Alguma coisa que foi bem positiva foi que as pessoas precisaram, criativamente, descobrir formas de como conviver juntas. Elas precisavam se inventar. Nessa circunstância, essa invenção ou reinvenção da vida familiar e da vida conjugal foi necessária para a sobrevivência em conjunto.
Já aspectos negativos, em 2021, as pessoas estão se rebelando contra as medidas, justamente por não querer voltar para aquela condição (de confinamento). Porque você teve que se transformar de forma muito rápida, em um tempo muito curto. E daí aponta uma série de rebeliões em relação a isso. Inclusive de não aceitação desse ano mais difícil.

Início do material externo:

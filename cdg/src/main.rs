use anyhow::Context as _;
use cdg_core::{FrameMode, Player, SongInfo};
use cdg_std::{
    ClockSource, Config, Event, PlayerThread,
    cli::{CDG_STYLIZED, Cli, Command, ORGANIZATION, QUALIFIER, SongArgs, clap::Parser as _},
};
use core::time::Duration;
use std::{
    io::Write as _,
    path::{Path, PathBuf},
};

fn main() -> anyhow::Result<()> {
    let cli = Cli::parse();
    cdg_std::logging::init(cli.log());

    let config = match cli.config() {
        Some(path) => Config::from_path(path)
            .with_context(|| format!("loading configuration from {}", path.display()))?,
        None => Config::default(),
    };

    match cli.command() {
        Command::Info { file } => info(file, &config),
        Command::Play { file, song } => play(file, song, &config),
        Command::Snapshot {
            at,
            file,
            full,
            output,
        } => snapshot(file, *at, *full, output.as_deref(), &config),
    }
}

fn read(file: &Path) -> anyhow::Result<Vec<u8>> {
    std::fs::read(file).with_context(|| format!("reading {}", file.display()))
}

fn info(file: &Path, config: &Config) -> anyhow::Result<()> {
    let data = read(file)?;
    let mut player = Player::with_options((), config.player_options());
    player
        .load_song(&data, SongArgs::default().song_info(file))
        .with_context(|| format!("decoding {}", file.display()))?;

    let json = cdg_std::export::export_state_json(&player)?;
    writeln!(std::io::stdout().lock(), "{json}")?;
    Ok(())
}

fn play(file: &Path, song: &SongArgs, config: &Config) -> anyhow::Result<()> {
    let config = Config {
        clock_source: ClockSource::Internal,
        ..config.clone()
    };

    let thread = PlayerThread::new(&config)?;
    let events = thread.subscribe()?;
    thread
        .load_path(file, song.song_info(file))
        .with_context(|| format!("loading {}", file.display()))?;
    thread.play()?;

    loop {
        match events.recv().context("player thread stopped")? {
            Event::Progress(state) => tracing::info!(
                position_ms = state.current_time.as_millis(),
                duration_ms = state.duration.as_millis(),
                "playing {}",
                state.title
            ),
            Event::End(state) => {
                tracing::info!(title = %state.title, "finished");
                return Ok(());
            }
            _ => {}
        }
    }
}

fn snapshot(
    file: &Path,
    at: f64,
    full: bool,
    output: Option<&Path>,
    config: &Config,
) -> anyhow::Result<()> {
    let at = Duration::try_from_secs_f64(at).context("--at must be a positive number of seconds")?;

    let mut options = config.player_options();
    if full {
        options.frame_mode = FrameMode::Full;
    }

    let data = read(file)?;
    let mut player = Player::with_options((), options);
    player
        .load_song(&data, SongInfo::default())
        .with_context(|| format!("decoding {}", file.display()))?;
    player.seek(at, Duration::ZERO);

    let path = match output {
        Some(path) => path.to_path_buf(),
        None => default_snapshot_path(file, player.current_time())?,
    };

    cdg_std::save_png(&player.frame(), &path)
        .with_context(|| format!("saving {}", path.display()))?;
    tracing::info!(path = %path.display(), at_ms = player.current_time().as_millis(), "saved snapshot");

    Ok(())
}

fn default_snapshot_path(file: &Path, at: Duration) -> anyhow::Result<PathBuf> {
    let project_dirs = directories::ProjectDirs::from(QUALIFIER, ORGANIZATION, CDG_STYLIZED)
        .context("no home directory to store snapshots in")?;

    let dir = project_dirs.data_dir().join("snapshots");
    std::fs::create_dir_all(&dir).with_context(|| format!("creating {}", dir.display()))?;

    let stem = file
        .file_stem()
        .map_or_else(|| "snapshot".into(), |stem| stem.to_string_lossy());
    Ok(dir.join(format!("{stem}-{}.png", at.as_millis())))
}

A pandemia traz o medo da morte, este medo da morte traz uma tensão, a ansiedade. Certamente traz um monte de frustrações porque você tinha planos e não conseguiu realizar esses planos. E eu acredito que todas essas coisas estão somadas neste ano contra um confinamento. E daí a pouco a dificuldade é lidar com isso novamente porque já foi difícil lidar no ano passado. Então, eu vejo que isso daí foi uma grande frustração.
E agora, como aguentar mais um ano de pandemia? Como passar por essa turbulência e reduzir os danos à saúde mental?
Nós estávamos num processo que é a cara da pós-modernidade, como dizem alguns autores. É justamente esse processo de individualização que, certamente, tem a prática da satisfação própria, pessoal. Acredito que agora nós estamos num processo coletivo de cooperação.
Esse movimento de cooperação é que vai fazer com que nós possamos pensar no futuro. Estamos num momento interessante de avaliação, justamente, disso. O que é que eu preciso e o que é que nós precisamos. Mas, o que nós precisamos é maior do que o que eu preciso.
Vou ter que fazer um equilíbrio entre o que eu preciso e o que nós precisamos. Inclusive, no sentido de ter que abrir mão do que, do que eu preciso para o que nós precisamos. O foco do agora tem que ter a cooperação, o cuidado mútuo, o respeito a mim e ao outro. Então, eu não vou pensar na vacina só pra mim, eu vou pensar na vacina pra nós todos.
Eu também já percebi algumas coisas, que acho que foram importantes nesse momento, uma delas é dar presentes. Aí, você pode dizer: que tipo de presente? Existem presentes que estão sendo dados e eles não estão sendo valorizados. Por exemplo, quando liga para o outro, ou manda lá no WhatsApp dizendo que: eu te amo. Dizer que uma outra pessoa é extremamente importante para sua vida, isso não vai te custar um centavo.
E, certamente, algumas outras coisas, manifestações, como frases marcam a vida de uma pessoa. Então, dar presentes coletivamente é o que podemos fazer agora.
Além disso, você ter realizações como, sei lá um curso que você terminou, que você se inscreveu para fazer e está conseguindo essa superação. Ou seja, ter clareza sobre essa resiliência e dizer, você está conseguindo fazer isto, e daí a pouco nós temos uma conotação positiva sobre a coisa que você está fazendo. É algo que você pode fazer agora.
Outro exemplo, é uma pessoa, uma família, que perde membros, aí nesse caso nos processos de lutos podem dizer o seguinte, ‘olha, nós perdemos uma pessoa querida, mas essa pessoa querida nos deixou alguma coisa importante. O que é? Nós precisamos continuar, porque agora nós devemos por ela’. Nós recebemos uma missão gigantesca que é viver por mais de 300 mil pessoas que se foram.
Então, por isso que eu preciso de muita vida. Significa dizer que temos responsabilidade de viver uma vida que seja uma vida plena. Aquela que você possa dizer que essa vida eu pude compartilhar com os outros e estou satisfeita com o que fiz.